O imperativo da supressão da mestiçagem exige que os mestiços — esses monstros tristonhos condenados pela sua natureza à ambivalência — façam uma escolha política, decidindo se querem ser “brancos” ou “negros” no novo mundo organizado pelo mito da raça.
No veredicto do Grande Inquisidor que ocupa o cargo de reitor da UFSM, Tatiana foi declarada “branca” pois, em audiência diante de um tribunal racial, ela não testemunhou ser vítima de discriminação racial. A estudante, tanto quanto Juan Felipe e os demais rejeitados pelo Brasil afora, teve cassado o direito à autodeclaração de cor/raça por um punhado de inquisidores, que são professores racialistas e militantes de ONGs do movimento negro. Mas, antes disso, essa turma tomou de assalto as chaves de acesso ao ensino superior e, desafiando as normas constitucionais, cassou o direito de centenas de milhares de jovens da cor “errada” de ingressar na universidade pelo mérito demonstrado em exames objetivos. A massa dos sem direito é formada por estudantes de alta, média ou baixa renda, com diferentes tons de pele, que compartilham o azar de não funcionarem como símbolos úteis para uma ideologia.
Esquece-se com frequência que a pedra fundamental dos Estados baseados no princípio da raça é a proibição legal da miscigenação. A Lei Antimiscigenação da Virgínia, de 1924, que sintetizava o sentido geral da legislação segregacionista nos EUA, definiu como “negro” todos que tinham uma gota de “sangue negro”. A Lei para a Proteção do Sangue Germânico, de 1935, na Alemanha nazista, criminalizava casamentos e relações sexuais entre judeus e arianos. A Lei de Proibição de Casamentos Mistos, de 1949, na África do Sul do apartheid, proibiu uniões e relações sexuais entre brancos e não brancos. Raça é um empreendimento de higiene social: a busca da pureza.

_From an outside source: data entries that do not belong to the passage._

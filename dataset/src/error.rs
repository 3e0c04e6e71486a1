use std::path::PathBuf;
use thiserror::Error;

pub(crate) type Result<T> = std::result::Result<T, DatasetError>;

#[derive(Debug, Error)]
pub enum DatasetError {
    #[error("File IO error: {0}")]
    File(#[from] std::io::Error),

    #[error("Image error: {0}")]
    InvalidImage(#[from] image::ImageError),

    #[error("No image frames found in {0:?}")]
    NoFrames(PathBuf),

    #[error("Frame {index} is {found:?} but the first frame is {expected:?}")]
    SizeMismatch {
        index: usize,
        found: [u32; 2],
        expected: [u32; 2],
    },

    #[error("Got {found} frame indices for {expected} frames")]
    IndexCountMismatch { expected: usize, found: usize },
}
use std::path::Path;
use std::sync::Arc;

use image::DynamicImage;

use crate::error::Result;
use crate::filesystem::Filesystem;
use crate::frame::FrameFile;

mod batch;
mod config;
mod error;
mod filesystem;
mod frame;
mod loader;

pub use batch::{DataSource, FrameBatch};
pub use config::LoadConfig;
pub use error::DatasetError;
pub use frame::{frame_to_tensor, prepare_frame};
pub use loader::FrameLoader;

/// The frames of one video, each tagged with a normalized time position.
#[derive(Clone)]
pub struct FrameDataset {
    frames: Arc<Vec<DynamicImage>>,
    frame_idx: Arc<Vec<f32>>,
}

impl FrameDataset {
    /// Loads every image file in `dir`, sorted by file name.
    pub async fn load(dir: &Path, config: &LoadConfig) -> Result<Self> {
        let fs = Filesystem::new(dir.to_path_buf());
        let files: Vec<FrameFile> = fs
            .image_files()
            .iter()
            .step_by(config.subsample_frames.unwrap_or(1).max(1))
            .take(config.max_frames.unwrap_or(usize::MAX))
            .map(|path| FrameFile::new(path))
            .collect();

        if files.is_empty() {
            return Err(DatasetError::NoFrames(fs.root().to_path_buf()));
        }

        log::info!("Loading {} frames from {:?}", files.len(), fs.root());
        let mut frames = Vec::with_capacity(files.len());
        for file in &files {
            frames.push(file.load(config).await?);
        }
        Self::from_images(frames, None)
    }

    /// Builds a dataset from decoded frames. Without explicit indices, frame `i`
    /// of `n` sits at `i / (n - 1)`.
    pub fn from_images(frames: Vec<DynamicImage>, frame_idx: Option<&[f32]>) -> Result<Self> {
        if let Some(first) = frames.first() {
            let expected = [first.width(), first.height()];
            for (index, frame) in frames.iter().enumerate() {
                let found = [frame.width(), frame.height()];
                if found != expected {
                    return Err(DatasetError::SizeMismatch {
                        index,
                        found,
                        expected,
                    });
                }
            }
        }

        let frame_idx = match frame_idx {
            Some(raw) if raw.len() != frames.len() => {
                return Err(DatasetError::IndexCountMismatch {
                    expected: frames.len(),
                    found: raw.len(),
                });
            }
            Some(raw) => normalize_indices(raw),
            None => uniform_indices(frames.len()),
        };

        Ok(Self {
            frames: Arc::new(frames),
            frame_idx: Arc::new(frame_idx),
        })
    }

    /// A dataset of `num_frames` evenly spaced positions without ground truth,
    /// for pure inference.
    pub fn indices_only(num_frames: usize) -> Self {
        Self {
            frames: Arc::new(Vec::new()),
            frame_idx: Arc::new(uniform_indices(num_frames)),
        }
    }

    pub fn len(&self) -> usize {
        self.frame_idx.len()
    }

    pub fn is_empty(&self) -> bool {
        self.frame_idx.is_empty()
    }

    pub fn has_ground_truth(&self) -> bool {
        !self.frames.is_empty()
    }

    pub fn frame_index(&self, index: usize) -> f32 {
        self.frame_idx[index]
    }

    pub fn image(&self, index: usize) -> Option<&DynamicImage> {
        self.frames.get(index)
    }

    /// [width, height] shared by all frames.
    pub fn image_size(&self) -> Option<[u32; 2]> {
        self.frames.first().map(|f| [f.width(), f.height()])
    }
}

fn uniform_indices(num_frames: usize) -> Vec<f32> {
    if num_frames <= 1 {
        return vec![0.0; num_frames];
    }
    let last = (num_frames - 1) as f32;
    (0..num_frames).map(|i| i as f32 / last).collect()
}

// Min-max normalization so the first frame sits at 0 and the last at 1.
fn normalize_indices(raw: &[f32]) -> Vec<f32> {
    let min = raw.iter().copied().fold(f32::INFINITY, f32::min);
    let max = raw.iter().copied().fold(f32::NEG_INFINITY, f32::max);
    let range = max - min;
    if range > 0.0 {
        raw.iter().map(|x| (x - min) / range).collect()
    } else {
        vec![0.0; raw.len()]
    }
}

#[cfg(test)]
mod tests {
    use super::*;
    use image::{Rgb, RgbImage};

    fn frame(w: u32, h: u32) -> DynamicImage {
        DynamicImage::ImageRgb8(RgbImage::from_pixel(w, h, Rgb([10, 20, 30])))
    }

    #[test]
    fn uniform_indices_span_unit_range() {
        assert_eq!(uniform_indices(5), vec![0.0, 0.25, 0.5, 0.75, 1.0]);
        assert_eq!(uniform_indices(1), vec![0.0]);
        assert!(uniform_indices(0).is_empty());
    }

    #[test]
    fn explicit_indices_are_min_max_normalized() {
        let ds = FrameDataset::from_images(vec![frame(2, 2); 3], Some(&[10.0, 30.0, 20.0])).unwrap();
        assert_eq!(ds.frame_index(0), 0.0);
        assert_eq!(ds.frame_index(1), 1.0);
        assert_eq!(ds.frame_index(2), 0.5);
    }

    #[test]
    fn rejects_mismatched_index_count() {
        let err = FrameDataset::from_images(vec![frame(2, 2); 2], Some(&[0.0])).err();
        assert!(matches!(
            err,
            Some(DatasetError::IndexCountMismatch {
                expected: 2,
                found: 1
            })
        ));
    }

    #[test]
    fn rejects_mixed_frame_sizes() {
        let err = FrameDataset::from_images(vec![frame(2, 2), frame(4, 2)], None).err();
        assert!(matches!(err, Some(DatasetError::SizeMismatch { index: 1, .. })));
    }

    #[tokio::test]
    async fn loads_frames_from_directory() {
        let dir = tempfile::tempdir().unwrap();
        for i in 0..4 {
            frame(6, 4)
                .save(dir.path().join(format!("frame_{i:03}.png")))
                .unwrap();
        }

        let config = LoadConfig::new().with_subsample_frames(Some(2));
        let ds = FrameDataset::load(dir.path(), &config).await.unwrap();

        assert_eq!(ds.len(), 2);
        assert!(ds.has_ground_truth());
        assert_eq!(ds.image_size(), Some([6, 4]));
        assert_eq!(ds.frame_index(1), 1.0);
    }

    #[tokio::test]
    async fn empty_directory_is_an_error() {
        let dir = tempfile::tempdir().unwrap();
        let err = FrameDataset::load(dir.path(), &LoadConfig::new()).await.err();
        assert!(matches!(err, Some(DatasetError::NoFrames(_))));
    }
}
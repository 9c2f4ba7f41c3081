// Radar, polar-area and pie renderers. Angles start at 12 o'clock.
use super::{Drawing, Paint, Shape, Style, TextAnchor, positive_or};
use crate::domain::geometry::{Point, clamp, pie_slice_path, polar_to_cartesian};
use crate::domain::series::{Series, max_with_floor, sanitize};
use crate::domain::theme::ThemeToken;
use serde::{Deserialize, Serialize};

const POLAR_INNER_RADIUS: f64 = 20.0;
const POLAR_VALUE_CEILING: f64 = 100.0;

/// Ring proportions. `Chart` is the standalone radar; `Panel` is the
/// roomier variant drawn inside the metric-averages section.
#[derive(Debug, Clone, Copy, PartialEq, Eq, Default, Serialize, Deserialize)]
#[serde(rename_all = "lowercase")]
pub enum RadarPreset {
    #[default]
    Chart,
    Panel,
}

struct RadarStyle {
    label_margin: f64,
    label_offset: f64,
    fill_opacity: f64,
    stroke_width: f64,
}

impl RadarPreset {
    fn style(self) -> RadarStyle {
        match self {
            RadarPreset::Chart => RadarStyle {
                label_margin: 18.0,
                label_offset: 14.0,
                fill_opacity: 0.14,
                stroke_width: 1.2,
            },
            RadarPreset::Panel => RadarStyle {
                label_margin: 24.0,
                label_offset: 12.0,
                fill_opacity: 0.25,
                stroke_width: 1.5,
            },
        }
    }
}

#[derive(Debug, Clone, PartialEq, Serialize, Deserialize)]
#[serde(default)]
pub struct RadarSpec {
    pub axes: Vec<String>,
    pub values: Series,
    pub size: f64,
    /// Fixed value ceiling; `None` scales against `max(values, 1)`.
    pub scale: Option<f64>,
    pub preset: RadarPreset,
}

impl Default for RadarSpec {
    fn default() -> Self {
        Self {
            axes: Vec::new(),
            values: Vec::new(),
            size: 220.0,
            scale: None,
            preset: RadarPreset::default(),
        }
    }
}

impl RadarSpec {
    pub fn normalized(self) -> Self {
        Self {
            axes: self.axes,
            values: sanitize(&self.values),
            size: positive_or(self.size, Self::default().size),
            scale: self.scale.filter(|s| s.is_finite() && *s > 0.0),
            preset: self.preset,
        }
    }

    fn outer_radius(&self) -> f64 {
        (self.size / 2.0 - self.preset.style().label_margin).max(0.0)
    }

    fn axis_angle(&self, index: usize) -> f64 {
        index as f64 * 360.0 / self.axes.len().max(1) as f64
    }
}

/// One point per axis; missing values count as zero, extra values are ignored.
pub fn radar_points(spec: &RadarSpec) -> Vec<Point> {
    let c = spec.size / 2.0;
    let r = spec.outer_radius();
    let ceiling = spec
        .scale
        .unwrap_or_else(|| max_with_floor(&spec.values, 1.0));

    (0..spec.axes.len())
        .map(|i| {
            let v = spec.values.get(i).copied().unwrap_or(0.0);
            let ratio = clamp(v / ceiling, 0.0, 1.0);
            polar_to_cartesian(c, c, ratio * r, spec.axis_angle(i))
        })
        .collect()
}

pub fn render_radar(spec: &RadarSpec) -> Drawing {
    if spec.axes.is_empty() {
        return Drawing::empty(spec.size, spec.size);
    }
    let c = spec.size / 2.0;
    let r = spec.outer_radius();
    let style = spec.preset.style();
    let rim: Vec<Point> = (0..spec.axes.len())
        .map(|i| polar_to_cartesian(c, c, r, spec.axis_angle(i)))
        .collect();

    let mut shapes = vec![Shape::Polygon {
        points: rim.clone(),
        style: Style::stroke(Paint::Token(ThemeToken::Border), 0.6),
    }];
    shapes.extend(rim.iter().map(|p| Shape::Line {
        from: Point::new(c, c),
        to: *p,
        style: Style::stroke(Paint::Token(ThemeToken::Border), 0.8),
    }));
    shapes.push(Shape::Polygon {
        points: radar_points(spec),
        style: Style::fill(Paint::Token(ThemeToken::AccentGreen))
            .with_fill_opacity(style.fill_opacity)
            .with_stroke(Paint::Token(ThemeToken::AccentGreen), style.stroke_width),
    });
    shapes.extend(spec.axes.iter().enumerate().map(|(i, axis)| Shape::Text {
        at: polar_to_cartesian(c, c, r + style.label_offset, spec.axis_angle(i)),
        content: axis.clone(),
        size: 11.0,
        anchor: TextAnchor::Middle,
        style: Style::fill(Paint::Token(ThemeToken::Subtext)),
    }));

    Drawing {
        width: spec.size,
        height: spec.size,
        shapes,
    }
}

/// Wedge shape; a full turn becomes a circle since its arc endpoints coincide.
fn wedge(c: f64, r: f64, start: f64, end: f64, style: Style) -> Shape {
    if end - start >= 360.0 {
        Shape::Circle {
            center: Point::new(c, c),
            r,
            style,
        }
    } else {
        Shape::Path {
            path: pie_slice_path(c, c, r, start, end),
            style,
        }
    }
}

#[derive(Debug, Clone, PartialEq, Serialize, Deserialize)]
#[serde(default)]
pub struct PolarSpec {
    pub values: Series,
    pub size: f64,
}

impl Default for PolarSpec {
    fn default() -> Self {
        Self {
            values: Vec::new(),
            size: 200.0,
        }
    }
}

impl PolarSpec {
    pub fn normalized(self) -> Self {
        Self {
            values: sanitize(&self.values),
            size: positive_or(self.size, Self::default().size),
        }
    }
}

/// Equal-angle wedges whose radius maps `value` (0..=100) onto `[inner, outer]`.
pub fn polar_radii(spec: &PolarSpec) -> Vec<f64> {
    let outer = spec.size / 2.0;
    spec.values
        .iter()
        .map(|v| {
            POLAR_INNER_RADIUS
                + clamp(*v, 0.0, POLAR_VALUE_CEILING) / POLAR_VALUE_CEILING
                    * (outer - POLAR_INNER_RADIUS)
        })
        .collect()
}

pub fn render_polar(spec: &PolarSpec) -> Drawing {
    let n = spec.values.len() as f64;
    let c = spec.size / 2.0;
    let shapes = polar_radii(spec)
        .into_iter()
        .enumerate()
        .map(|(i, r)| {
            let start = i as f64 / n * 360.0;
            let end = (i + 1) as f64 / n * 360.0;
            wedge(
                c,
                r,
                start,
                end,
                Style::fill(Paint::Token(ThemeToken::Palette(i)))
                    .with_stroke(Paint::Token(ThemeToken::Card), 0.6),
            )
        })
        .collect();
    Drawing {
        width: spec.size,
        height: spec.size,
        shapes,
    }
}

#[derive(Debug, Clone, PartialEq, Serialize, Deserialize)]
pub struct Donut {
    pub inner_radius: f64,
    pub label: String,
}

#[derive(Debug, Clone, PartialEq, Serialize, Deserialize)]
#[serde(default)]
pub struct PieSpec {
    pub values: Series,
    /// Per-wedge colours; falls back to the theme palette when absent.
    pub colors: Vec<String>,
    pub size: f64,
    pub donut: Option<Donut>,
}

impl Default for PieSpec {
    fn default() -> Self {
        Self {
            values: Vec::new(),
            colors: Vec::new(),
            size: 120.0,
            donut: None,
        }
    }
}

impl PieSpec {
    pub fn normalized(self) -> Self {
        Self {
            values: sanitize(&self.values)
                .into_iter()
                .map(|v| v.max(0.0))
                .collect(),
            size: positive_or(self.size, Self::default().size),
            ..self
        }
    }
}

/// `(start, end)` angles of consecutive wedges sized by share of the total.
pub fn pie_angles(values: &[f64]) -> Vec<(f64, f64)> {
    let total: f64 = values.iter().map(|v| v.max(0.0)).sum();
    let total = if total > 0.0 { total } else { 1.0 };
    let mut angle = 0.0;
    values
        .iter()
        .map(|v| {
            let start = angle;
            angle += v.max(0.0) / total * 360.0;
            (start, angle)
        })
        .collect()
}

pub fn render_pie(spec: &PieSpec) -> Drawing {
    let c = spec.size / 2.0;
    let r = (c - 2.0).max(0.0);
    let mut shapes: Vec<Shape> = pie_angles(&spec.values)
        .into_iter()
        .enumerate()
        .map(|(i, (start, end))| {
            let fill = match spec.colors.get(i % spec.colors.len().max(1)) {
                Some(color) => Paint::Fixed(color.clone()),
                None => Paint::Token(ThemeToken::Palette(i)),
            };
            wedge(
                c,
                r,
                start,
                end,
                Style::fill(fill).with_stroke(Paint::Token(ThemeToken::Card), 0.5),
            )
        })
        .collect();

    if let Some(donut) = spec.donut.as_ref().filter(|_| !shapes.is_empty()) {
        shapes.push(Shape::Circle {
            center: Point::new(c, c),
            r: donut.inner_radius,
            style: Style::fill(Paint::Token(ThemeToken::Card)),
        });
        if !donut.label.is_empty() {
            shapes.push(Shape::Text {
                at: Point::new(c, c + 6.0),
                content: donut.label.clone(),
                size: 13.0,
                anchor: TextAnchor::Middle,
                style: Style::fill(Paint::Token(ThemeToken::Text)),
            });
        }
    }

    Drawing {
        width: spec.size,
        height: spec.size,
        shapes,
    }
}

Mestiçagem se faz na cama e na cultura. É troca entre corpos e intercâmbio de ideias. Os arautos brasileiros do mito da raça talvez gostassem de ter uma lei antimiscigenação, mas concentramse na missão mais realista de higienizar as mentes, expurgando de nossa consciência a imagem de uma nação misturada. Cada um dos jovens mestiços pré-universitários terá que optar entre as alternativas inapeláveis de ser “branco” ou ser “negro”. Para isso, e nada mais, servem as cotas raciais.
DEMÉTRIO MAGNOLI é sociólogo e doutor em geografia humana pela USP.